肝硬変では胆汁があまり生成されず油の消化能力は低下しています。しかし、摂り過ぎに気をつけていれば特に制限しなくてもよいです。
昔はタンパク質の量が制限されていましたが、現在では積極的に摂って肝臓の栄養状態を良くする高タンパク食がすすめられています。また、各種ビタミン、ミネラルも肝臓の機能維持のために必要です。
非代償性肝硬変の場合
- 糖質を主にじゅうぶんなエネルギーを補給する
- 油はできるだけ摂らない
- タンパク質を制限する
- 小分けに食べて肝臓への負担を軽くする
脂肪とタンパク質が制限されるので、糖質を主にエネルギーを補給します。デザートや菓子類、砂糖、果糖などを間食に食べたりして、肝臓の栄養状態を良くしましょう。
油をほとんど使わないで調理します。おひたしや煮もの、酢のものなどがよいでしょう。胆汁の生成がとても悪く脂肪の消化能力も低下しているので、脂肪は少なめにしましょう。

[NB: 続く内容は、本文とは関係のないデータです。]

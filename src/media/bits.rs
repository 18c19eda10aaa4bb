//! MSB-first bit reader for codec configuration records
//!
//! Reads return `None` past the end of the data; callers map that onto the
//! error for the structure they are parsing.

#[derive(Debug, Clone)]
pub struct BitReader<'a> {
    data: &'a [u8],
    byte_pos: usize,
    bit_pos: u8,
}

impl<'a> BitReader<'a> {
    pub fn new(data: &'a [u8]) -> Self {
        Self {
            data,
            byte_pos: 0,
            bit_pos: 0,
        }
    }

    pub fn remaining_bits(&self) -> usize {
        (self.data.len() - self.byte_pos.min(self.data.len())) * 8 - self.bit_pos as usize
    }

    pub fn read_bit(&mut self) -> Option<bool> {
        let byte = *self.data.get(self.byte_pos)?;
        let bit = (byte >> (7 - self.bit_pos)) & 1;
        self.bit_pos += 1;
        if self.bit_pos == 8 {
            self.bit_pos = 0;
            self.byte_pos += 1;
        }
        Some(bit != 0)
    }

    /// Read up to 32 bits
    pub fn read_bits(&mut self, n: u8) -> Option<u32> {
        if n > 32 || self.remaining_bits() < n as usize {
            return None;
        }
        let mut value = 0u32;
        for _ in 0..n {
            value = (value << 1) | u32::from(self.read_bit()?);
        }
        Some(value)
    }

    pub fn read_flag(&mut self) -> Option<bool> {
        self.read_bit()
    }

    pub fn skip_bits(&mut self, n: usize) -> Option<()> {
        if self.remaining_bits() < n {
            return None;
        }
        let total = self.bit_pos as usize + n;
        self.byte_pos += total / 8;
        self.bit_pos = (total % 8) as u8;
        Some(())
    }

    /// Unsigned Exp-Golomb, ue(v)
    pub fn read_ue(&mut self) -> Option<u32> {
        let mut leading_zeros = 0u8;
        while !self.read_bit()? {
            leading_zeros += 1;
            if leading_zeros > 31 {
                return None;
            }
        }
        if leading_zeros == 0 {
            return Some(0);
        }
        let suffix = self.read_bits(leading_zeros)?;
        Some((1u32 << leading_zeros) - 1 + suffix)
    }

    /// Signed Exp-Golomb, se(v)
    pub fn read_se(&mut self) -> Option<i32> {
        let ue = self.read_ue()?;
        let magnitude = ((ue + 1) / 2) as i32;
        Some(if ue % 2 == 0 { -magnitude } else { magnitude })
    }
}

/// Drop emulation prevention bytes (00 00 03 -> 00 00)
pub fn nal_to_rbsp(nal: &[u8]) -> Vec<u8> {
    let mut out = Vec::with_capacity(nal.len());
    let mut zeros = 0;
    for &byte in nal {
        if zeros >= 2 && byte == 0x03 {
            zeros = 0;
            continue;
        }
        zeros = if byte == 0 { zeros + 1 } else { 0 };
        out.push(byte);
    }
    out
}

代償期とは逆に、できるだけタンパク質を制限します。タンパク質が多くなると、アンモニアが上昇し意識障害が悪化することがあります。
食欲低下で一度に食べられないのをカバーしたり、消化器官の負担を軽くするために、食事は何回にも分けて食べましょう。さらに、やわらかく消化の良いものを選ぶと良いです。
調理のコツ
食欲がなくても食べやすいメニューを考えます。丼もの、寿司、麺類、サンドイッチなど、主食とタンパク質が一緒に摂れるものがおすすめです。むくみや腹水を予防するために、塩分を控え薄味にしましょう。